French Judges Want to Come to Israel to Exhume Arafat’s Body
French judges investigating suspicions that Yasser Arafat was poisoned want to travel to Ramallah to exhume his body, his widow said.
If the trip receives the go-ahead then "French scientific police could very soon take samples" from the body to further their investigations, Suha Arafat said in a statement released by her lawyer, reported by the French news agency AFP.
Israel has vehemently denied the charges, and experts have pointed out that if traces of polonium, the poison that allegedly was used, were found, they would be very suspect because it is doubtful if they would have remained after several years.
The French news website Slate.fr last week published a copy of the medical report into Arafat's death and said his symptoms were not consistent with polonium poisoning.
Suha Arafat called on the Arab League and the Palestinian Authority to suspend their own "initiatives" into her husband's death at a military hospital near Paris in 2004, to leave the way clear for the French probe.
Last month, French prosecutors opened a murder inquiry into the death of Arafat, who was 75 when he died, following claims he may have died of radioactive polonium poisoning and the launching of legal action in France by Arafat's family.

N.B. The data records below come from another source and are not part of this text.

//! Class and teacher binding repository trait.

use async_trait::async_trait;

use super::error::RepositoryResult;
use crate::api::{ClassId, ClassTimetableId, TeacherId, TeacherTimetableId, TenantId};
use crate::models::{ClassTimetable, TeacherTimetable};

/// Repository trait for class/teacher timetable bindings.
///
/// A binding attaches one class or teacher to a master timetable for an
/// academic year/term. At most one *active* binding may exist per
/// (entity, academic_year, term); the store operations enforce this
/// atomically with the insert so concurrent callers cannot both succeed.
///
/// # Thread Safety
/// Implementations must be `Send + Sync` to work with async Rust.
#[async_trait]
pub trait AssignmentRepository: Send + Sync {
    /// Persist a class binding.
    ///
    /// # Returns
    /// * `Ok(ClassTimetable)` - The stored binding
    /// * `Err(RepositoryError::DuplicateBindingError)` - An active binding
    ///   already exists for the same (class, academic_year, term); the
    ///   existing binding is left untouched
    async fn store_class_timetable(
        &self,
        timetable: &ClassTimetable,
    ) -> RepositoryResult<ClassTimetable>;

    /// Persist a teacher binding.
    ///
    /// # Returns
    /// * `Ok(TeacherTimetable)` - The stored binding
    /// * `Err(RepositoryError::DuplicateBindingError)` - An active binding
    ///   already exists for the same (teacher, academic_year, term)
    async fn store_teacher_timetable(
        &self,
        timetable: &TeacherTimetable,
    ) -> RepositoryResult<TeacherTimetable>;

    /// Fetch one class binding by id. Unknown, deleted, and cross-tenant
    /// ids are `NotFound`.
    async fn get_class_timetable(
        &self,
        tenant_id: TenantId,
        id: ClassTimetableId,
    ) -> RepositoryResult<ClassTimetable>;

    /// Fetch one teacher binding by id.
    async fn get_teacher_timetable(
        &self,
        tenant_id: TenantId,
        id: TeacherTimetableId,
    ) -> RepositoryResult<TeacherTimetable>;

    /// Find the active binding of a class for an academic year, if any.
    async fn find_active_class_binding(
        &self,
        tenant_id: TenantId,
        class_id: ClassId,
        academic_year: &str,
    ) -> RepositoryResult<Option<ClassTimetable>>;

    /// Find the active binding of a teacher for an academic year, if any.
    async fn find_active_teacher_binding(
        &self,
        tenant_id: TenantId,
        teacher_id: TeacherId,
        academic_year: &str,
    ) -> RepositoryResult<Option<TeacherTimetable>>;
}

Suha Arafat said she was pleased that the three instructing magistrates had told her lawyer that they were making the necessary moves to gain access to the Ramallah, the headquarters of the Palestinian Authority and located in Samaria, AFP added.
Suha Arafat said she would do whatever she could to help them enter Samara. No date was given for the trip.

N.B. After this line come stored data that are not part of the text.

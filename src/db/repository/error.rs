//! Error types for repository operations.
//!
//! This module provides comprehensive error handling for all repository operations
//! with structured context for debugging and monitoring.

use std::fmt;

/// Result type for repository operations
pub type RepositoryResult<T> = Result<T, RepositoryError>;

/// Structured context for repository errors.
///
/// Provides additional information about where and why an error occurred.
#[derive(Debug, Clone, Default)]
pub struct ErrorContext {
    /// The operation being performed (e.g., "place_entry", "bulk_create")
    pub operation: Option<String>,
    /// The entity type involved (e.g., "schedule_entry", "master_timetable")
    pub entity: Option<String>,
    /// The entity ID if applicable
    pub entity_id: Option<String>,
    /// Additional details about the error
    pub details: Option<String>,
    /// Whether this error is retryable
    pub retryable: bool,
}

impl ErrorContext {
    /// Create a new error context with an operation name.
    pub fn new(operation: impl Into<String>) -> Self {
        Self {
            operation: Some(operation.into()),
            ..Default::default()
        }
    }

    /// Set the entity type.
    pub fn with_entity(mut self, entity: impl Into<String>) -> Self {
        self.entity = Some(entity.into());
        self
    }

    /// Set the entity ID.
    pub fn with_entity_id(mut self, id: impl ToString) -> Self {
        self.entity_id = Some(id.to_string());
        self
    }

    /// Set additional details.
    pub fn with_details(mut self, details: impl Into<String>) -> Self {
        self.details = Some(details.into());
        self
    }

    /// Mark this error as retryable.
    pub fn retryable(mut self) -> Self {
        self.retryable = true;
        self
    }
}

impl fmt::Display for ErrorContext {
    fn fmt(&self, f: &mut fmt::Formatter<'_>) -> fmt::Result {
        let mut parts = Vec::new();
        if let Some(ref op) = self.operation {
            parts.push(format!("operation={}", op));
        }
        if let Some(ref entity) = self.entity {
            parts.push(format!("entity={}", entity));
        }
        if let Some(ref id) = self.entity_id {
            parts.push(format!("id={}", id));
        }
        if let Some(ref details) = self.details {
            parts.push(format!("details={}", details));
        }
        if self.retryable {
            parts.push("retryable=true".to_string());
        }
        write!(f, "[{}]", parts.join(", "))
    }
}

/// Error type for repository operations
#[derive(Debug, thiserror::Error)]
#[allow(clippy::result_large_err)]
pub enum RepositoryError {
    /// Connection pool or database connection errors.
    /// These are typically transient and may be retried.
    #[error("Connection error: {message} {context}")]
    ConnectionError {
        message: String,
        context: ErrorContext,
    },

    /// SQL query execution errors.
    #[error("Query error: {message} {context}")]
    QueryError {
        message: String,
        context: ErrorContext,
    },

    /// Requested entity was not found.
    #[error("Not found: {message} {context}")]
    NotFound {
        message: String,
        context: ErrorContext,
    },

    /// Data validation failed before or after database operation.
    #[error("Data validation error: {message} {context}")]
    ValidationError {
        message: String,
        context: ErrorContext,
    },

    /// A referenced entity is missing, deleted, or scoped to another tenant.
    #[error("Referential integrity error: {message} {context}")]
    ReferentialIntegrityError {
        message: String,
        context: ErrorContext,
    },

    /// A second active class/teacher binding for a scope that already has one.
    #[error("Duplicate binding: {message} {context}")]
    DuplicateBindingError {
        message: String,
        context: ErrorContext,
    },

    /// Configuration or initialization error.
    #[error("Configuration error: {message} {context}")]
    ConfigurationError {
        message: String,
        context: ErrorContext,
    },

    /// Internal/unexpected errors.
    #[error("Internal error: {message} {context}")]
    InternalError {
        message: String,
        context: ErrorContext,
    },

    /// Transaction error (commit/rollback failed).
    #[error("Transaction error: {message} {context}")]
    TransactionError {
        message: String,
        context: ErrorContext,
    },

    /// Timeout waiting for connection or query.
    #[error("Timeout error: {message} {context}")]
    TimeoutError {
        message: String,
        context: ErrorContext,
    },
}

impl RepositoryError {
    /// Create a connection error with context.
    pub fn connection(message: impl Into<String>) -> Self {
        Self::ConnectionError {
            message: message.into(),
            context: ErrorContext::default().retryable(),
        }
    }

    /// Create a connection error with full context.
    pub fn connection_with_context(message: impl Into<String>, context: ErrorContext) -> Self {
        Self::ConnectionError {
            message: message.into(),
            context: context.retryable(),
        }
    }

    /// Create a query error.
    pub fn query(message: impl Into<String>) -> Self {
        Self::QueryError {
            message: message.into(),
            context: ErrorContext::default(),
        }
    }

    /// Create a query error with context.
    pub fn query_with_context(message: impl Into<String>, context: ErrorContext) -> Self {
        Self::QueryError {
            message: message.into(),
            context,
        }
    }

    /// Create a not found error.
    pub fn not_found(message: impl Into<String>) -> Self {
        Self::NotFound {
            message: message.into(),
            context: ErrorContext::default(),
        }
    }

    /// Create a not found error with context.
    pub fn not_found_with_context(message: impl Into<String>, context: ErrorContext) -> Self {
        Self::NotFound {
            message: message.into(),
            context,
        }
    }

    /// Create a validation error.
    pub fn validation(message: impl Into<String>) -> Self {
        Self::ValidationError {
            message: message.into(),
            context: ErrorContext::default(),
        }
    }

    /// Create a validation error with context.
    pub fn validation_with_context(message: impl Into<String>, context: ErrorContext) -> Self {
        Self::ValidationError {
            message: message.into(),
            context,
        }
    }

    /// Create a referential integrity error.
    pub fn referential_integrity(message: impl Into<String>) -> Self {
        Self::ReferentialIntegrityError {
            message: message.into(),
            context: ErrorContext::default(),
        }
    }

    /// Create a referential integrity error with context.
    pub fn referential_integrity_with_context(
        message: impl Into<String>,
        context: ErrorContext,
    ) -> Self {
        Self::ReferentialIntegrityError {
            message: message.into(),
            context,
        }
    }

    /// Create a duplicate binding error.
    pub fn duplicate_binding(message: impl Into<String>) -> Self {
        Self::DuplicateBindingError {
            message: message.into(),
            context: ErrorContext::default(),
        }
    }

    /// Create a duplicate binding error with context.
    pub fn duplicate_binding_with_context(
        message: impl Into<String>,
        context: ErrorContext,
    ) -> Self {
        Self::DuplicateBindingError {
            message: message.into(),
            context,
        }
    }

    /// Create a configuration error.
    pub fn configuration(message: impl Into<String>) -> Self {
        Self::ConfigurationError {
            message: message.into(),
            context: ErrorContext::default(),
        }
    }

    /// Create a configuration error with context.
    pub fn configuration_with_context(message: impl Into<String>, context: ErrorContext) -> Self {
        Self::ConfigurationError {
            message: message.into(),
            context,
        }
    }

    /// Create an internal error.
    pub fn internal(message: impl Into<String>) -> Self {
        Self::InternalError {
            message: message.into(),
            context: ErrorContext::default(),
        }
    }

    /// Create an internal error with context.
    pub fn internal_with_context(message: impl Into<String>, context: ErrorContext) -> Self {
        Self::InternalError {
            message: message.into(),
            context,
        }
    }

    /// Create a transaction error.
    pub fn transaction(message: impl Into<String>) -> Self {
        Self::TransactionError {
            message: message.into(),
            context: ErrorContext::default(),
        }
    }

    /// Create a timeout error.
    pub fn timeout(message: impl Into<String>) -> Self {
        Self::TimeoutError {
            message: message.into(),
            context: ErrorContext::default().retryable(),
        }
    }

    /// Check if this error is retryable.
    pub fn is_retryable(&self) -> bool {
        match self {
            Self::ConnectionError { context, .. } => context.retryable,
            Self::TimeoutError { context, .. } => context.retryable,
            Self::QueryError { context, .. } => context.retryable,
            Self::TransactionError { context, .. } => context.retryable,
            _ => false,
        }
    }

    /// The message without the variant prefix or context suffix, for
    /// operator-facing surfaces like bulk row errors.
    pub fn message(&self) -> &str {
        match self {
            Self::ConnectionError { message, .. }
            | Self::QueryError { message, .. }
            | Self::NotFound { message, .. }
            | Self::ValidationError { message, .. }
            | Self::ReferentialIntegrityError { message, .. }
            | Self::DuplicateBindingError { message, .. }
            | Self::ConfigurationError { message, .. }
            | Self::InternalError { message, .. }
            | Self::TransactionError { message, .. }
            | Self::TimeoutError { message, .. } => message,
        }
    }

    /// Get the error context.
    pub fn context(&self) -> &ErrorContext {
        match self {
            Self::ConnectionError { context, .. } => context,
            Self::QueryError { context, .. } => context,
            Self::NotFound { context, .. } => context,
            Self::ValidationError { context, .. } => context,
            Self::ReferentialIntegrityError { context, .. } => context,
            Self::DuplicateBindingError { context, .. } => context,
            Self::ConfigurationError { context, .. } => context,
            Self::InternalError { context, .. } => context,
            Self::TransactionError { context, .. } => context,
            Self::TimeoutError { context, .. } => context,
        }
    }

    /// Add or update the operation in the error context.
    pub fn with_operation(mut self, operation: impl Into<String>) -> Self {
        match &mut self {
            Self::ConnectionError { context, .. }
            | Self::QueryError { context, .. }
            | Self::NotFound { context, .. }
            | Self::ValidationError { context, .. }
            | Self::ReferentialIntegrityError { context, .. }
            | Self::DuplicateBindingError { context, .. }
            | Self::ConfigurationError { context, .. }
            | Self::InternalError { context, .. }
            | Self::TransactionError { context, .. }
            | Self::TimeoutError { context, .. } => {
                context.operation = Some(operation.into());
            }
        }
        self
    }
}

// Allow creating errors from plain strings, e.g. when converting the
// String-typed parse errors of the model enums.
impl From<String> for RepositoryError {
    fn from(s: String) -> Self {
        RepositoryError::internal(s)
    }
}

impl From<&str> for RepositoryError {
    fn from(s: &str) -> Self {
        RepositoryError::internal(s.to_string())
    }
}

#[cfg(feature = "postgres-repo")]
impl From<diesel::result::Error> for RepositoryError {
    fn from(err: diesel::result::Error) -> Self {
        match err {
            diesel::result::Error::NotFound => RepositoryError::not_found("Record not found"),
            diesel::result::Error::DatabaseError(kind, info) => {
                let message = info.message().to_string();
                let context =
                    ErrorContext::default().with_details(format!("db_error_kind={:?}", kind));

                // A unique violation means a timetable cell is already
                // occupied; surface it as a validation failure.
                if matches!(kind, diesel::result::DatabaseErrorKind::UniqueViolation) {
                    return RepositoryError::ValidationError { message, context };
                }

                // Some database errors are retryable (deadlocks, serialization failures)
                let is_retryable = matches!(
                    kind,
                    diesel::result::DatabaseErrorKind::SerializationFailure
                );

                let context = if is_retryable {
                    context.retryable()
                } else {
                    context
                };

                RepositoryError::QueryError { message, context }
            }
            diesel::result::Error::QueryBuilderError(e) => {
                RepositoryError::query(format!("Query builder error: {}", e))
            }
            diesel::result::Error::DeserializationError(e) => {
                RepositoryError::internal(format!("Deserialization error: {}", e))
            }
            diesel::result::Error::SerializationError(e) => {
                RepositoryError::internal(format!("Serialization error: {}", e))
            }
            other => RepositoryError::query(other.to_string()),
        }
    }
}

#[cfg(feature = "postgres-repo")]
impl From<diesel::r2d2::PoolError> for RepositoryError {
    fn from(err: diesel::r2d2::PoolError) -> Self {
        RepositoryError::connection_with_context(
            err.to_string(),
            ErrorContext::default()
                .with_details("pool_error")
                .retryable(),
        )
    }
}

Allegations that Arafat, an arch-terrorist who later was awarded the Nobel peace, was poisoned were resurrected after the Al Jazeera news channel broadcast an investigation in which Swiss experts said they found high levels of polonium on his personal effects.
Polonium is a highly toxic substance which is rarely found outside military and scientific circles, and it was used to kill former Russian spy turned Kremlin critic Alexander Litvinenko, who died in 2006 shortly after drinking tea laced with the poison.
In July the Arab League gave its blessing to a proposal from Palestinian Authority chairman Mahmud Abbas to open an international commission of enquiry into Arafat's mysterious death.
The Lausanne University Hospital Centre, a Swiss radiology lab, said last month it had received the go-ahead from Arafat's widow to test his remains for poisoning by polonium.
French doctors never offered an explanation for Arafat's death, and Suha Arafat lodged a complaint for murder against persons unknown in France on July 31 over the radioactive poisoning claims.
Yasser Arafat was sent to the Percy military hospital in Clamart outside Paris in 2004 after suffering from nausea, vomiting, abdominal pain, acute diarrhea and an abnormally low amount of platelets in the blood. Doctors at the hospital conducted a wide range of tests but were unable to determine the exact cause of his illness.
A few days after his arrival in France, Arafat lapsed into a coma and he died on November 11, 2004. No autopsy was conducted.